* **Work required**: A word-for-word copy of the entries is the only acceptable reply.

- - - - -

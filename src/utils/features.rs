use crate::error::{PipelineError, Result};
use crate::models::{FeatureRow, ScheduleEntry};
use crate::utils::aggregator::TeamStats;
use crate::utils::team_names::TeamCode;
use tracing::{debug, info};

/// `home_<stat>` for every stat, then `away_<stat>` for every stat
pub fn feature_columns(stats: &TeamStats) -> Vec<String> {
    let home = stats.columns().iter().map(|c| format!("home_{}", c));
    let away = stats.columns().iter().map(|c| format!("away_{}", c));
    home.chain(away).collect()
}

fn team_values(stats: &TeamStats, team: TeamCode) -> Result<impl Iterator<Item = f64> + '_> {
    let row = stats
        .row(team)
        .ok_or(PipelineError::MissingTeamData(team))?;
    Ok(row.iter().map(|v| v.unwrap_or(f64::NAN)))
}

/// Feature vector for a single matchup. A team without stats is an error,
/// never a partial row.
pub fn build_inference_row(
    home: TeamCode,
    away: TeamCode,
    stats: &TeamStats,
) -> Result<FeatureRow> {
    let values = team_values(stats, home)?
        .chain(team_values(stats, away)?)
        .collect();

    Ok(FeatureRow {
        home_team: home,
        away_team: away,
        columns: feature_columns(stats),
        values,
        point_difference: None,
    })
}

/// Played games joined with both teams' stats
#[derive(Debug, Clone)]
pub struct TrainingSet {
    pub columns: Vec<String>,
    pub games: Vec<ScheduleEntry>,
    pub rows: Vec<FeatureRow>,
    /// Games left out for missing scores or missing stats
    pub dropped: usize,
}

impl TrainingSet {
    pub fn len(&self) -> usize {
        self.rows.len()
    }

    pub fn is_empty(&self) -> bool {
        self.rows.is_empty()
    }
}

/// Join every game to home and away stats and label it with the actual
/// point difference. Incomplete rows are dropped.
pub fn build_training_set(schedule: &[ScheduleEntry], stats: &TeamStats) -> TrainingSet {
    let mut games = Vec::new();
    let mut rows = Vec::new();
    let mut dropped = 0;

    for game in schedule {
        let Some(target) = game.point_difference() else {
            dropped += 1;
            continue;
        };
        let row = match build_inference_row(game.home_team, game.away_team, stats) {
            Ok(row) if row.is_complete() => row,
            Ok(_) => {
                debug!("Dropping {}: incomplete stats", game.game_id);
                dropped += 1;
                continue;
            }
            Err(e) => {
                debug!("Dropping {}: {}", game.game_id, e);
                dropped += 1;
                continue;
            }
        };

        games.push(game.clone());
        rows.push(FeatureRow {
            point_difference: Some(target),
            ..row
        });
    }

    info!(
        "Built training set with {} rows ({} dropped)",
        rows.len(),
        dropped
    );

    TrainingSet {
        columns: feature_columns(stats),
        games,
        rows,
        dropped,
    }
}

- - - - -

* **Response to the exercise**:
filename src/utils/features.rs
use crate::error::{PipelineError, Result};
use crate::models::{FeatureRow, ScheduleEntry};
use crate::utils::aggregator::TeamStats;
use crate::utils::team_names::TeamCode;
use tracing::{debug, info};

/// `home_<stat>` for every stat, then `away_<stat>` for every stat
pub fn feature_columns(stats: &TeamStats) -> Vec<String> {
    let home = stats.columns().iter().map(|c| format!("home_{}", c));
    let away = stats.columns().iter().map(|c| format!("away_{}", c));
    home.chain(away).collect()
}

fn team_values(stats: &TeamStats, team: TeamCode) -> Result<impl Iterator<Item = f64> + '_> {
    let row = stats
        .row(team)
        .ok_or(PipelineError::MissingTeamData(team))?;
    Ok(row.iter().map(|v| v.unwrap_or(f64::NAN)))
}

/// Feature vector for a single matchup. A team without stats is an error,
/// never a partial row.
pub fn build_inference_row(
    home: TeamCode,
    away: TeamCode,
    stats: &TeamStats,
) -> Result<FeatureRow> {
    let values = team_values(stats, home)?
        .chain(team_values(stats, away)?)
        .collect();

    Ok(FeatureRow {
        home_team: home,
        away_team: away,
        columns: feature_columns(stats),
        values,
        point_difference: None,
    })
}

/// Played games joined with both teams' stats
#[derive(Debug, Clone)]
pub struct TrainingSet {
    pub columns: Vec<String>,
    pub games: Vec<ScheduleEntry>,
    pub rows: Vec<FeatureRow>,
    /// Games left out for missing scores or missing stats
    pub dropped: usize,
}

impl TrainingSet {
    pub fn len(&self) -> usize {
        self.rows.len()
    }

    pub fn is_empty(&self) -> bool {
        self.rows.is_empty()
    }
}

/// Join every game to home and away stats and label it with the actual
/// point difference. Incomplete rows are dropped.
pub fn build_training_set(schedule: &[ScheduleEntry], stats: &TeamStats) -> TrainingSet {
    let mut games = Vec::new();
    let mut rows = Vec::new();
    let mut dropped = 0;

    for game in schedule {
        let Some(target) = game.point_difference() else {
            dropped += 1;
            continue;
        };
        let row = match build_inference_row(game.home_team, game.away_team, stats) {
            Ok(row) if row.is_complete() => row,
            Ok(_) => {
                debug!("Dropping {}: incomplete stats", game.game_id);
                dropped += 1;
                continue;
            }
            Err(e) => {
                debug!("Dropping {}: {}", game.game_id, e);
                dropped += 1;
                continue;
            }
        };

        games.push(game.clone());
        rows.push(FeatureRow {
            point_difference: Some(target),
            ..row
        });
    }

    info!(
        "Built training set with {} rows ({} dropped)",
        rows.len(),
        dropped
    );

    TrainingSet {
        columns: feature_columns(stats),
        games,
        rows,
        dropped,
    }
}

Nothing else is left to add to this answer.